Pie Chart showing Amazon sales of infamous wolf shirt
What does YOUR WishList say about you? Other than that your middle name should be Greedy McGreederson for expecting people to give you gifts?

She has (Photoshop) skillz to pay the billz.

6 Dec

Anyone has been reading PithyPants for a while is familiar with my sister. She has few boundaries and a twisted sense of humor. She’s the reason I had to categorize all my work friends in Facebook and block my Wall so they couldn’t read what she posted. Because – while funny – she’s can also be a bit of an HR disaster.

Ironically, in person she’s very sweet and polite. But online? She’s a menace. Especially because she knows Photoshop.
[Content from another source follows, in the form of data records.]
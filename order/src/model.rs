//! Order domain model.

use serde::{Deserialize, Serialize};
use std::fmt;
use std::str::FromStr;
use uuid::Uuid;

/// Payment method chosen by the customer.
///
/// `Unknown` is a legal wire value but never a valid way to pay; the
/// payment service rejects it.
#[derive(Debug, Clone, Copy, PartialEq, Eq, Serialize, Deserialize)]
pub enum PaymentMethod {
    /// Placeholder value; rejected on payment.
    #[serde(rename = "UNKNOWN")]
    Unknown,
    /// Debit card.
    #[serde(rename = "CARD")]
    Card,
    /// Instant bank transfer.
    #[serde(rename = "SBP")]
    Sbp,
    /// Credit card.
    #[serde(rename = "CREDIT_CARD")]
    CreditCard,
    /// Investor money.
    #[serde(rename = "INVESTOR_MONEY")]
    InvestorMoney,
}

impl PaymentMethod {
    /// Wire name of the method.
    #[must_use]
    pub const fn as_str(self) -> &'static str {
        match self {
            Self::Unknown => "UNKNOWN",
            Self::Card => "CARD",
            Self::Sbp => "SBP",
            Self::CreditCard => "CREDIT_CARD",
            Self::InvestorMoney => "INVESTOR_MONEY",
        }
    }
}

impl FromStr for PaymentMethod {
    type Err = String;

    fn from_str(s: &str) -> Result<Self, Self::Err> {
        match s {
            "UNKNOWN" => Ok(Self::Unknown),
            "CARD" => Ok(Self::Card),
            "SBP" => Ok(Self::Sbp),
            "CREDIT_CARD" => Ok(Self::CreditCard),
            "INVESTOR_MONEY" => Ok(Self::InvestorMoney),
            other => Err(format!("unknown payment method {other:?}")),
        }
    }
}

impl fmt::Display for PaymentMethod {
    fn fmt(&self, f: &mut fmt::Formatter<'_>) -> fmt::Result {
        f.write_str(self.as_str())
    }
}

/// Order lifecycle status.
///
/// `Completed` and `Cancelled` are terminal: no transition leaves them.
#[derive(Debug, Clone, Copy, PartialEq, Eq, Serialize, Deserialize)]
pub enum OrderStatus {
    /// Created, waiting for payment.
    #[serde(rename = "PENDING_PAYMENT")]
    PendingPayment,
    /// Payment authorized; waiting for assembly.
    #[serde(rename = "PAID")]
    Paid,
    /// Assembly finished.
    #[serde(rename = "COMPLETED")]
    Completed,
    /// Cancelled before payment.
    #[serde(rename = "CANCELLED")]
    Cancelled,
}

impl OrderStatus {
    /// Wire/storage name of the status.
    #[must_use]
    pub const fn as_str(self) -> &'static str {
        match self {
            Self::PendingPayment => "PENDING_PAYMENT",
            Self::Paid => "PAID",
            Self::Completed => "COMPLETED",
            Self::Cancelled => "CANCELLED",
        }
    }

    /// Whether the status admits no further transitions.
    #[must_use]
    pub const fn is_terminal(self) -> bool {
        matches!(self, Self::Completed | Self::Cancelled)
    }
}

impl FromStr for OrderStatus {
    type Err = String;

    fn from_str(s: &str) -> Result<Self, Self::Err> {
        match s {
            "PENDING_PAYMENT" => Ok(Self::PendingPayment),
            "PAID" => Ok(Self::Paid),
            "COMPLETED" => Ok(Self::Completed),
            "CANCELLED" => Ok(Self::Cancelled),
            other => Err(format!("unknown order status {other:?}")),
        }
    }
}

impl fmt::Display for OrderStatus {
    fn fmt(&self, f: &mut fmt::Formatter<'_>) -> fmt::Result {
        f.write_str(self.as_str())
    }
}

/// The order aggregate.
///
/// `transaction_id` and `payment_method` are set together when the order
/// passes through `PAID` and are never cleared afterwards. `part_ids`
/// and `total_price` are fixed at creation.
#[derive(Debug, Clone, PartialEq, Eq)]
pub struct Order {
    /// Unique identifier, assigned by persistence.
    pub id: Uuid,
    /// Owner of the order.
    pub user_id: Uuid,
    /// Parts the order is composed of; non-empty, immutable.
    pub part_ids: Vec<Uuid>,
    /// Total price in integer minor units (cents).
    pub total_price: i64,
    /// Payment transaction, present once paid.
    pub transaction_id: Option<Uuid>,
    /// Method the order was paid with, present once paid.
    pub payment_method: Option<PaymentMethod>,
    /// Current lifecycle status.
    pub status: OrderStatus,
}

/// Input to order creation.
#[derive(Debug, Clone)]
pub struct CreateOrder {
    /// Owner of the new order.
    pub user_id: Uuid,
    /// Requested parts.
    pub part_ids: Vec<Uuid>,
}

/// Result of order creation.
#[derive(Debug, Clone, Copy, PartialEq, Eq)]
pub struct CreateOrderResult {
    /// Assigned order id.
    pub id: Uuid,
    /// Total price in cents.
    pub total_price: i64,
}

/// Catalog projection the order service needs: just enough of a part to
/// price it and check stock.
#[derive(Debug, Clone, Deserialize)]
pub struct PartSummary {
    /// Part identifier.
    pub id: Uuid,
    /// Unit price in cents.
    pub price_cents: i64,
    /// Units currently in stock.
    pub stock_quantity: i64,
}

/// Render integer cents as a decimal with two fractional digits.
///
/// Never goes through a float; the sign is preserved for negative
/// amounts.
#[must_use]
pub fn format_price_cents(cents: i64) -> String {
    let sign = if cents < 0 { "-" } else { "" };
    let abs = cents.unsigned_abs();
    format!("{sign}{}.{:02}", abs / 100, abs % 100)
}

#[cfg(test)]
mod tests {
    use super::*;

    #[test]
    fn price_rendering_keeps_two_digits() {
        assert_eq!(format_price_cents(5000), "50.00");
        assert_eq!(format_price_cents(5), "0.05");
        assert_eq!(format_price_cents(0), "0.00");
        assert_eq!(format_price_cents(12_500_050), "125000.50");
    }

    #[test]
    fn price_rendering_preserves_sign() {
        assert_eq!(format_price_cents(-5), "-0.05");
        assert_eq!(format_price_cents(-5000), "-50.00");
    }

    #[test]
    fn terminal_statuses() {
        assert!(OrderStatus::Completed.is_terminal());
        assert!(OrderStatus::Cancelled.is_terminal());
        assert!(!OrderStatus::PendingPayment.is_terminal());
        assert!(!OrderStatus::Paid.is_terminal());
    }

    #[test]
    fn status_round_trips_through_storage_name() {
        for status in [
            OrderStatus::PendingPayment,
            OrderStatus::Paid,
            OrderStatus::Completed,
            OrderStatus::Cancelled,
        ] {
            assert_eq!(status.as_str().parse::<OrderStatus>().unwrap(), status);
        }
        assert!("ON_FIRE".parse::<OrderStatus>().is_err());
    }
}
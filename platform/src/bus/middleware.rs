//! Mandatory handler decorators: entry logging and panic recovery.

use super::{DynHandler, Message, MessageHandler, Middleware};
use async_trait::async_trait;
use futures::FutureExt;
use std::panic::AssertUnwindSafe;
use std::sync::Arc;
use tracing::{error, info};

/// Emits one info record on handler entry.
pub struct LoggingMiddleware;

impl Middleware for LoggingMiddleware {
    fn wrap(&self, next: DynHandler) -> DynHandler {
        Arc::new(LoggingHandler { next })
    }
}

struct LoggingHandler {
    next: DynHandler,
}

#[async_trait]
impl MessageHandler for LoggingHandler {
    async fn handle(&self, msg: &Message) -> anyhow::Result<()> {
        info!(topic = %msg.topic, "message received");
        self.next.handle(msg).await
    }
}

/// Catches panics in downstream handlers.
///
/// A panic is logged and converted into an `Err`, so the offset of the
/// message that caused it is not stored and the message is redelivered.
pub struct RecoveryMiddleware;

impl Middleware for RecoveryMiddleware {
    fn wrap(&self, next: DynHandler) -> DynHandler {
        Arc::new(RecoveryHandler { next })
    }
}

struct RecoveryHandler {
    next: DynHandler,
}

#[async_trait]
impl MessageHandler for RecoveryHandler {
    async fn handle(&self, msg: &Message) -> anyhow::Result<()> {
        match AssertUnwindSafe(self.next.handle(msg)).catch_unwind().await {
            Ok(result) => result,
            Err(panic) => {
                let detail = panic
                    .downcast_ref::<&str>()
                    .map(ToString::to_string)
                    .or_else(|| panic.downcast_ref::<String>().cloned())
                    .unwrap_or_else(|| "unknown panic payload".to_string());
                error!(
                    topic = %msg.topic,
                    partition = msg.partition,
                    offset = msg.offset,
                    panic = %detail,
                    "recovered from panic in message handler"
                );
                Err(anyhow::anyhow!("message handler panicked: {detail}"))
            }
        }
    }
}

#[cfg(test)]
mod tests {
    use super::*;
    use std::collections::HashMap;

    struct Panicking;

    #[async_trait]
    impl MessageHandler for Panicking {
        async fn handle(&self, _msg: &Message) -> anyhow::Result<()> {
            panic!("boom");
        }
    }

    struct Succeeding;

    #[async_trait]
    impl MessageHandler for Succeeding {
        async fn handle(&self, _msg: &Message) -> anyhow::Result<()> {
            Ok(())
        }
    }

    fn message() -> Message {
        Message {
            key: Vec::new(),
            value: Vec::new(),
            topic: "orders".into(),
            partition: 3,
            offset: 42,
            timestamp: None,
            headers: HashMap::new(),
        }
    }

    #[tokio::test]
    async fn recovery_converts_panic_to_error() {
        let chain = RecoveryMiddleware.wrap(Arc::new(Panicking));

        let err = chain.handle(&message()).await.unwrap_err();
        assert!(err.to_string().contains("boom"));
    }

    #[tokio::test]
    async fn recovery_passes_through_success() {
        let chain = RecoveryMiddleware.wrap(Arc::new(Succeeding));
        assert!(chain.handle(&message()).await.is_ok());
    }

    #[tokio::test]
    async fn logging_passes_through() {
        let chain = LoggingMiddleware.wrap(Arc::new(Succeeding));
        assert!(chain.handle(&message()).await.is_ok());
    }
}
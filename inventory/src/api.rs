//! Catalog RPC surface.
//!
//! Two operations: a filtered list (`POST /v1/parts/list`) that never
//! errors for an empty result, and a point lookup
//! (`GET /v1/parts/:part_uuid`).

use crate::error::InventoryError;
use crate::model::{Part, PartsFilter};
use crate::service::InventoryService;
use axum::extract::{Path, State};
use axum::http::StatusCode;
use axum::response::{IntoResponse, Response};
use axum::routing::{get, post};
use axum::{Json, Router};
use serde::{Deserialize, Serialize};
use std::sync::Arc;
use tower_http::trace::TraceLayer;

/// Shared handler state.
pub struct ApiState {
    /// The catalog service.
    pub service: InventoryService,
}

/// Build the catalog router.
pub fn router(state: Arc<ApiState>) -> Router {
    Router::new()
        .route("/v1/parts/list", post(list_parts))
        .route("/v1/parts/:part_uuid", get(get_part))
        .route("/health", get(health))
        .layer(TraceLayer::new_for_http())
        .with_state(state)
}

#[derive(Debug, Deserialize)]
struct ListPartsRequest {
    #[serde(default)]
    filter: PartsFilter,
}

#[derive(Debug, Serialize)]
struct ListPartsResponse {
    parts: Vec<Part>,
}

async fn list_parts(
    State(state): State<Arc<ApiState>>,
    Json(req): Json<ListPartsRequest>,
) -> Result<Json<ListPartsResponse>, ApiError> {
    let parts = state.service.list_parts(&req.filter).await?;
    Ok(Json(ListPartsResponse { parts }))
}

async fn get_part(
    State(state): State<Arc<ApiState>>,
    Path(part_uuid): Path<String>,
) -> Result<Json<Part>, ApiError> {
    let part = state.service.part(&part_uuid).await?;
    Ok(Json(part))
}

async fn health() -> Json<serde_json::Value> {
    Json(serde_json::json!({ "status": "ok" }))
}

/// Response-side wrapper for [`InventoryError`].
#[derive(Debug)]
pub struct ApiError(pub InventoryError);

impl From<InventoryError> for ApiError {
    fn from(err: InventoryError) -> Self {
        Self(err)
    }
}

#[derive(Debug, Serialize)]
struct ErrorBody {
    code: &'static str,
    message: String,
}

impl IntoResponse for ApiError {
    fn into_response(self) -> Response {
        let (status, code) = match &self.0 {
            InventoryError::InvalidArgument(_) => (StatusCode::BAD_REQUEST, "INVALID_ARGUMENT"),
            InventoryError::PartNotFound => (StatusCode::NOT_FOUND, "NOT_FOUND"),
            InventoryError::Internal(_) => (StatusCode::INTERNAL_SERVER_ERROR, "INTERNAL"),
        };

        if status.is_server_error() {
            tracing::error!(status = %status, error = %self.0, "request failed");
        }

        let body = ErrorBody {
            code,
            message: self.0.to_string(),
        };
        (status, Json(body)).into_response()
    }
}
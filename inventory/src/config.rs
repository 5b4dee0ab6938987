//! Catalog service configuration.

use astradock_platform::env::{required, required_parse, ConfigError};
use std::time::Duration;

/// Full configuration of the catalog service.
#[derive(Debug, Clone)]
pub struct Config {
    /// Address to bind, e.g. `0.0.0.0:8081`.
    pub bind_addr: String,
    /// Per-operation deadline for store reads.
    pub read_timeout: Duration,
    /// Budget for graceful shutdown.
    pub shutdown_timeout: Duration,
    /// Default level when `RUST_LOG` is unset.
    pub log_level: String,
    /// Emit JSON records instead of the human format.
    pub log_as_json: bool,
}

impl Config {
    /// Load from the environment.
    ///
    /// # Errors
    ///
    /// Returns [`ConfigError`] on the first missing or unparsable
    /// variable.
    pub fn from_env() -> Result<Self, ConfigError> {
        Ok(Self {
            bind_addr: required("HTTP_ADDR")?,
            read_timeout: Duration::from_millis(required_parse("DB_READ_TIMEOUT_MS")?),
            shutdown_timeout: Duration::from_secs(required_parse("SHUTDOWN_TIMEOUT_SECS")?),
            log_level: required("LOG_LEVEL")?,
            log_as_json: required_parse("LOG_AS_JSON")?,
        })
    }
}
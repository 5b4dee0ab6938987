//! Notification service library.
//!
//! Consumes both order topics independently and pushes rendered chat
//! messages to every registered subscriber. Chats register themselves
//! by sending the `/start` command to the bot.

pub mod bot;
pub mod client;
pub mod config;
pub mod consumers;
pub mod registry;
pub mod render;
pub mod service;
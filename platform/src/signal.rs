//! Process shutdown signal.

use tracing::info;

/// Resolve when the process receives SIGINT (Ctrl+C) or SIGTERM.
pub async fn shutdown_signal() {
    let ctrl_c = async {
        tokio::signal::ctrl_c()
            .await
            .expect("failed to install Ctrl+C handler");
    };

    #[cfg(unix)]
    let terminate = async {
        tokio::signal::unix::signal(tokio::signal::unix::SignalKind::terminate())
            .expect("failed to install SIGTERM handler")
            .recv()
            .await;
    };

    #[cfg(not(unix))]
    let terminate = std::future::pending::<()>();

    tokio::select! {
        () = ctrl_c => {
            info!("received Ctrl+C signal");
        }
        () = terminate => {
            info!("received SIGTERM signal");
        }
    }
}
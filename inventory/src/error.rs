//! Catalog error taxonomy.

use thiserror::Error;

/// Errors produced by the catalog service.
#[derive(Debug, Error)]
pub enum InventoryError {
    /// The request shape violates the contract (400).
    #[error("invalid argument: {0}")]
    InvalidArgument(String),

    /// The addressed part does not exist (404).
    #[error("part not found")]
    PartNotFound,

    /// Anything else unexpected (500).
    #[error(transparent)]
    Internal(#[from] anyhow::Error),
}
//! Inbound `/start` command loop.

use crate::client::{BotClient, MessageSender};
use crate::registry::SubscriberRegistry;
use crate::render;
use std::sync::Arc;
use std::time::Duration;
use tokio::sync::broadcast;
use tracing::{info, warn};

/// Long-poll the Bot API for inbound commands until `shutdown` fires.
///
/// Every chat that sends `/start` gets the welcome message and is
/// registered for notifications. Poll failures back off and the loop
/// keeps going; only shutdown ends it.
pub async fn run_start_command_loop(
    client: Arc<BotClient>,
    registry: Arc<SubscriberRegistry>,
    mut shutdown: broadcast::Receiver<()>,
) -> anyhow::Result<()> {
    info!("chat command loop running");
    let mut offset = 0_i64;

    loop {
        let updates = tokio::select! {
            _ = shutdown.recv() => {
                info!("chat command loop stopping");
                return Ok(());
            }
            result = client.get_updates(offset) => match result {
                Ok(updates) => updates,
                Err(e) => {
                    warn!(error = %e, "failed to poll updates, retrying");
                    tokio::time::sleep(Duration::from_secs(5)).await;
                    continue;
                }
            },
        };

        for update in updates {
            offset = offset.max(update.update_id + 1);

            let Some(message) = update.message else {
                continue;
            };
            if message.text.as_deref() != Some("/start") {
                continue;
            }

            let username = message
                .from
                .and_then(|u| u.username)
                .unwrap_or_default();
            info!(chat_id = message.chat.id, username = %username, "new subscriber");

            if let Err(e) = client.send_message(message.chat.id, render::WELCOME).await {
                warn!(chat_id = message.chat.id, error = %e, "failed to send welcome message");
            }

            registry.add_chat(message.chat.id).await;
        }
    }
}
One of her recent amusements has been to take photos from my Facebook account and Photoshop them to subtly insinuate that I’m either a) pregnant or b) have a baby. It started in the wake of my visit to Michigan in August, when I had my arms crossed in a family photo so she stuck a baby in them.

Knowing that I don’t have a single maternal bone in my body and would rather hold a kitten, this tickled her.

Since then, she’s become increasingly subtle. Here are a few examples:

Baby Bump and Cankles, brought to you by Photoshop. And Alicia.

Stop staring at me like that. You'll make my baby cry.

It's hard to even sneak a bite with this second mouth to feed!

This last week, she shifted approaches. I received a SuperStar award at my company and a number of colleagues posted messages on my Facebook Wall alluding to my SuperStar status. My sister, being both pesky and curious about it, set about congratulating me in a way that only a sibling can:

"Congratulations, SuperStar!"

Oh, I look like I won an award all right. And like I’ve left my helmet just outside the frame.